SUPPLIED ENTRIES:
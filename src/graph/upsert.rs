//! Schema-driven merge of a fetched document into the graph.
//!
//! One routine serves every kind: the document is first turned into an
//! [`UpsertPlan`] (pure, no store access), then the plan is applied inside a
//! single transaction. Applying a plan hydrates the entity and creates a stub
//! plus a typed edge for every referenced key, which is how new crawl work is
//! discovered.

use std::collections::HashSet;

use rusqlite::{Connection, TransactionBehavior};
use serde_json::{Map, Number, Value};

use crate::db::Db;
use crate::error::{Result, SwgraphError};
use crate::graph::schema::{fields_of, Cardinality, Direction, FieldSpec, ScalarType};
use crate::graph::store::{self, canonical_key, Attributes, EntityRef};
use crate::graph::EntityKind;

/// A fetched document: flat mapping from field name to JSON value.
pub type Document = Map<String, Value>;

/// One edge the plan will assert, with its endpoint stub.
#[derive(Debug, Clone, PartialEq, Eq)]
pub struct PlannedReference {
    pub field: &'static str,
    pub rel_type: &'static str,
    pub direction: Direction,
    pub target: EntityRef,
}

#[derive(Debug, Clone, PartialEq)]
pub struct UpsertPlan {
    pub entity: EntityRef,
    pub attributes: Attributes,
    pub references: Vec<PlannedReference>,
}

/// What an upsert changed in the store.
#[derive(Debug, Clone, PartialEq, Eq)]
pub struct UpsertOutcome {
    pub entity: EntityRef,
    /// The entity row was inserted or its attributes/status changed.
    pub changed: bool,
    /// Newly created placeholder or tag entities.
    pub stubs_created: usize,
    pub relationships_created: usize,
}

impl UpsertOutcome {
    /// True when the upsert left the store exactly as it was.
    pub fn is_noop(&self) -> bool {
        !self.changed && self.stubs_created == 0 && self.relationships_created == 0
    }
}

/// Turn a JSON value into a document, rejecting anything that isn't an object.
pub fn as_document(value: Value) -> Result<Document> {
    match value {
        Value::Object(map) => Ok(map),
        other => Err(SwgraphError::MalformedDocument(format!(
            "expected a JSON object, got {}",
            json_type(&other)
        ))),
    }
}

fn json_type(value: &Value) -> &'static str {
    match value {
        Value::Null => "null",
        Value::Bool(_) => "boolean",
        Value::Number(_) => "number",
        Value::String(_) => "string",
        Value::Array(_) => "array",
        Value::Object(_) => "object",
    }
}

fn canonical_key_for(kind: EntityKind, raw: &str) -> Option<String> {
    if kind.is_tag() {
        let value = raw.trim();
        (!value.is_empty()).then(|| value.to_string())
    } else {
        canonical_key(raw)
    }
}

/// Resolve the entity's natural key from its key field.
pub fn resolve_key(kind: EntityKind, document: &Document) -> Result<String> {
    let field = kind.key_field();
    match document.get(field) {
        Some(Value::String(raw)) => canonical_key_for(kind, raw).ok_or_else(|| {
            SwgraphError::MalformedDocument(format!("{} document has a blank '{}'", kind, field))
        }),
        Some(other) => Err(SwgraphError::MalformedDocument(format!(
            "{} document has a non-string '{}' ({})",
            kind,
            field,
            json_type(other)
        ))),
        None => Err(SwgraphError::MalformedDocument(format!(
            "{} document is missing its key field '{}'",
            kind, field
        ))),
    }
}

/// Split a comma-joined tag string into trimmed, non-blank values.
pub fn split_tags(raw: &str) -> Vec<String> {
    raw.split(',')
        .map(str::trim)
        .filter(|v| !v.is_empty())
        .map(str::to_string)
        .collect()
}

fn parse_numeric(raw: &str) -> Option<String> {
    let cleaned: String = raw.trim().chars().filter(|c| *c != ',').collect();
    (!cleaned.is_empty()).then_some(cleaned)
}

/// Store numeric strings of numeric fields as numbers; keep everything else as given.
fn coerce_scalar(ty: ScalarType, value: &Value) -> Value {
    let Value::String(raw) = value else {
        return value.clone();
    };
    let coerced = match ty {
        ScalarType::Integer => parse_numeric(raw)
            .and_then(|s| s.parse::<i64>().ok())
            .map(Value::from),
        ScalarType::Number => parse_numeric(raw)
            .and_then(|s| s.parse::<f64>().ok())
            .and_then(Number::from_f64)
            .map(Value::Number),
        ScalarType::Text | ScalarType::Date => None,
    };
    coerced.unwrap_or_else(|| value.clone())
}

fn is_scalar(value: &Value) -> bool {
    matches!(value, Value::Bool(_) | Value::Number(_) | Value::String(_))
}

/// Keys referenced by one field, canonicalized and de-duplicated in document order.
fn reference_keys(kind: EntityKind, spec: &FieldSpec, value: &Value) -> Result<Vec<String>> {
    let Some(target) = spec.target_kind() else {
        return Ok(Vec::new());
    };
    let is_tags = matches!(spec.cardinality, Cardinality::Tags(_));

    let raw: Vec<&str> = match value {
        Value::Null => Vec::new(),
        Value::String(s) => vec![s.as_str()],
        Value::Array(items) => items
            .iter()
            .filter(|item| !item.is_null())
            .map(|item| {
                item.as_str().ok_or_else(|| {
                    SwgraphError::MalformedDocument(format!(
                        "{}.{} contains a {} where a key was expected",
                        kind,
                        spec.name,
                        json_type(item)
                    ))
                })
            })
            .collect::<Result<_>>()?,
        other => {
            return Err(SwgraphError::MalformedDocument(format!(
                "{}.{} must be a key or list of keys, got {}",
                kind,
                spec.name,
                json_type(other)
            )))
        }
    };

    let candidates: Vec<String> = if is_tags {
        raw.into_iter().flat_map(split_tags).collect()
    } else {
        raw.into_iter().filter_map(|r| canonical_key_for(target, r)).collect()
    };

    let mut seen = HashSet::new();
    Ok(candidates.into_iter().filter(|k| seen.insert(k.clone())).collect())
}

/// Build the merge plan for a document without touching the store.
pub fn plan_upsert(kind: EntityKind, document: &Document) -> Result<UpsertPlan> {
    let key = resolve_key(kind, document)?;
    let fields = fields_of(kind);

    let mut attributes = Attributes::new();
    if kind.is_tag() {
        attributes.insert(kind.key_field().to_string(), Value::String(key.clone()));
    }

    for (name, value) in document {
        if name == kind.key_field() || value.is_null() {
            continue;
        }
        match fields.iter().find(|f| f.name == name).map(|f| f.cardinality) {
            Some(Cardinality::Scalar(ty)) => {
                if !is_scalar(value) {
                    return Err(SwgraphError::MalformedDocument(format!(
                        "{}.{} must be a scalar, got {}",
                        kind,
                        name,
                        json_type(value)
                    )));
                }
                attributes.insert(name.clone(), coerce_scalar(ty, value));
            }
            Some(_) => {}
            None if is_scalar(value) => {
                attributes.insert(name.clone(), value.clone());
            }
            None => {
                log::debug!("Skipping non-scalar field {}.{} ({})", kind, name, json_type(value));
            }
        }
    }

    let mut references = Vec::new();
    for spec in fields {
        let Some(reference) = spec.reference() else {
            continue;
        };
        let Some(value) = document.get(spec.name) else {
            continue;
        };
        for target_key in reference_keys(kind, spec, value)? {
            references.push(PlannedReference {
                field: spec.name,
                rel_type: reference.rel_type,
                direction: reference.direction,
                target: EntityRef::new(reference.target, target_key),
            });
        }
    }

    Ok(UpsertPlan {
        entity: EntityRef::new(kind, key),
        attributes,
        references,
    })
}

/// Apply a plan with the store primitives. The caller owns the transaction.
pub fn apply_plan(conn: &Connection, plan: &UpsertPlan) -> Result<UpsertOutcome> {
    let (entity_id, changed) =
        store::upsert_entity(conn, plan.entity.kind, &plan.entity.key, &plan.attributes)?;

    let mut stubs_created = 0;
    let mut relationships_created = 0;
    for reference in &plan.references {
        let (target_id, created) = store::ensure_stub(conn, reference.target.kind, &reference.target.key)?;
        if created {
            stubs_created += 1;
        }
        let (source, target) = match reference.direction {
            Direction::Outgoing => (entity_id, target_id),
            Direction::Incoming => (target_id, entity_id),
        };
        if store::ensure_relationship(conn, source, reference.rel_type, target)? {
            relationships_created += 1;
        }
    }

    Ok(UpsertOutcome {
        entity: plan.entity.clone(),
        changed,
        stubs_created,
        relationships_created,
    })
}

/// Plan and apply a document in one IMMEDIATE transaction.
pub fn upsert_in_tx(conn: &mut Connection, kind: EntityKind, document: &Document) -> Result<UpsertOutcome> {
    let plan = plan_upsert(kind, document)?;
    let tx = conn.transaction_with_behavior(TransactionBehavior::Immediate)?;
    let outcome = apply_plan(&tx, &plan)?;
    tx.commit()?;
    Ok(outcome)
}

/// Upsert a fetched document of a known kind.
pub async fn upsert_document(db: &Db, kind: EntityKind, document: Document) -> Result<UpsertOutcome> {
    let outcome = db
        .with_connection(move |conn| upsert_in_tx(conn, kind, &document))
        .await?;
    log::debug!(
        "Upserted {} (changed: {}, new stubs: {}, new relationships: {})",
        outcome.entity,
        outcome.changed,
        outcome.stubs_created,
        outcome.relationships_created
    );
    Ok(outcome)
}

/// Upsert with the kind given by name, as stored on a pending entity.
///
/// Fails with `UnknownKind` when the name has no schema entry.
pub async fn upsert_document_named(db: &Db, kind: &str, document: Document) -> Result<UpsertOutcome> {
    let kind: EntityKind = kind.parse()?;
    upsert_document(db, kind, document).await
}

WHAT THIS TASK INVOLVES:
Print, unaltered, every line from the beginning of the material down to the line with "pub struct UpsertPlan".

RESULT OF THE EXERCISE:
filename src/graph/upsert.rs
//! Schema-driven merge of a fetched document into the graph.
//!
//! One routine serves every kind: the document is first turned into an
//! [`UpsertPlan`] (pure, no store access), then the plan is applied inside a
//! single transaction. Applying a plan hydrates the entity and creates a stub
//! plus a typed edge for every referenced key, which is how new crawl work is
//! discovered.

use std::collections::HashSet;

use rusqlite::{Connection, TransactionBehavior};
use serde_json::{Map, Number, Value};

use crate::db::Db;
use crate::error::{Result, SwgraphError};
use crate::graph::schema::{fields_of, Cardinality, Direction, FieldSpec, ScalarType};
use crate::graph::store::{self, canonical_key, Attributes, EntityRef};
use crate::graph::EntityKind;

/// A fetched document: flat mapping from field name to JSON value.
pub type Document = Map<String, Value>;

/// One edge the plan will assert, with its endpoint stub.
#[derive(Debug, Clone, PartialEq, Eq)]
pub struct PlannedReference {
    pub field: &'static str,
    pub rel_type: &'static str,
    pub direction: Direction,
    pub target: EntityRef,
}

#[derive(Debug, Clone, PartialEq)]
pub struct UpsertPlan {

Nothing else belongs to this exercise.